Прошлой осенью на третьей сцене МХАТа был запущен очень интересный проект «Сезон стихов». Мне там предложили прочесть стихи Дмитрия Воденникова. Это был интересный формат: сначала литературный критик знакомил зрителя с творчеством поэта, потом сам поэт читал свои произведения, и, наконец, его поэзия звучала в исполнении драматического актера.
После «Сезона стихов» получила приглашение принять участие в спектакле «Сочинские жены», премьера состоялась на фестивале Юрия Башмета в Сочи. Там мы пересеклись с Алисой Гребенщиковой и Аликой Смеховой, они с нового сезона тоже будут актрисами МХАТ имени Горького. В марте должны были играть этот спектакль в Москве, но все мы знаем, что случилось.
— Если вас берут в труппу, наверняка есть роли?
— В планах — постановка музыкального спектакля «Красный Моцарт» по творчеству Исаака Дунаевского, пьеса Дмитрия Минчонка. Он родился из музыкального проекта «Коллайдер счастья», где оперные исполнители и артисты МХАТ пели песни Дунаевского. В одном эпизоде я за Любовь Орлову спела «Журчат ручьи». Вечер имел успех. Поэтому решили ставить полноценный спектакль. Буду играть Любовь Орлову, уже начали репетировать. Премьера состоится в сентябре.
— С Таганкой вы расстанетесь?
— Всегда мечтала работать в одном театре и не изменять ему. Мне казалось, артист должен всю жизнь служить одной сцене. Но ты можешь мечтать об одном, а театр тем временем строит другие планы.
— Вам не давали ролей?
— Юрий Любимов давал мне роли, ну а кто-то нет. Поэтому чего сидеть, собственно?
— А как же спектакль «Басня», вышедший пару лет назад?
— Он уже снят с репертуара. Да и роль там была, прямо скажем, не самая интересная… Спектаклей, где у меня были хорошие, интересные роли, нет в афише Таганки. Если руководство не видит меня в репертуаре, то и нет смысла работать. Всё-таки театр должен быть твоим домом, твоей энергией.
— Вы не обсуждали ситуацию с директором Ириной Апексимовой?
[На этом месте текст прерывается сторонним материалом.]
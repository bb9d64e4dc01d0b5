//! hartcore-msi — MSI vector allocation and RISC-V IMSIC delivery core
//!
//! This crate implements the message-signaled-interrupt subsystem of the
//! hartcore kernel: a generic power-of-two MSI vector allocator
//! (`kcore::irq::msi`) layered over a minimal IRQ-domain collaborator
//! (`kcore::irq::domain`), and a RISC-V IMSIC chip driver
//! (`drivers::platform::imsic`) that owns per-hart MMIO interrupt files and
//! dispatches pending interrupts up to it.
//!
//! Only the RISC-V target is supported; this is a single-architecture
//! subsystem extracted from a larger kernel, not the whole kernel.

#![cfg_attr(not(test), no_std)]

extern crate alloc;

pub use alloc::boxed::Box;
pub use alloc::format;
pub use alloc::string::String;
pub use alloc::vec::Vec;

#[macro_use]
pub mod utils;

pub mod arch;
pub mod drivers;
pub mod kcore;

/// Crate version, forwarded from Cargo metadata.
pub const VERSION: &str = env!("CARGO_PKG_VERSION");

/// Crate-wide error type. Each subsystem keeps its own error enum and wraps
/// it in here via `From`, matching the layered-error convention used
/// throughout this codebase.
#[derive(Debug, Clone, Copy, PartialEq, Eq)]
pub enum Error {
    /// Core subsystem error (IRQ domain, MSI allocator, synchronization).
    Core(kcore::Error),
    /// Driver subsystem error (IMSIC attach/probe/bind).
    Driver(drivers::Error),
}

impl From<kcore::Error> for Error {
    fn from(err: kcore::Error) -> Self {
        Error::Core(err)
    }
}

impl From<drivers::Error> for Error {
    fn from(err: drivers::Error) -> Self {
        Error::Driver(err)
    }
}

/// Result type alias used throughout the crate.
pub type Result<T> = ::core::result::Result<T, Error>;

/// Initialize the MSI/IMSIC core. Intended to be called once during kernel
/// bring-up, after memory management and before devices are probed.
pub fn init() -> Result<()> {
    kcore::init()?;
    drivers::init()?;
    crate::info!("hartcore-msi v{} initialized", VERSION);
    Ok(())
}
— Нет. Зачем? Даже не представляю себе такого разговора. Вот я бы пришла и спросила: «Ирина Викторовна, почему вы мне ролей не даете?» Это для меня неприемлемые вещи. Никогда не ходила по кабинетам, не выпрашивала ролей, не выясняла ни с кем отношения. Если так происходит — значит, есть причины. Сколько себя помню, я всегда работала в нескольких театрах. Меня это устраивало. Даже было немного жаль артистов, которые привязаны к труппе.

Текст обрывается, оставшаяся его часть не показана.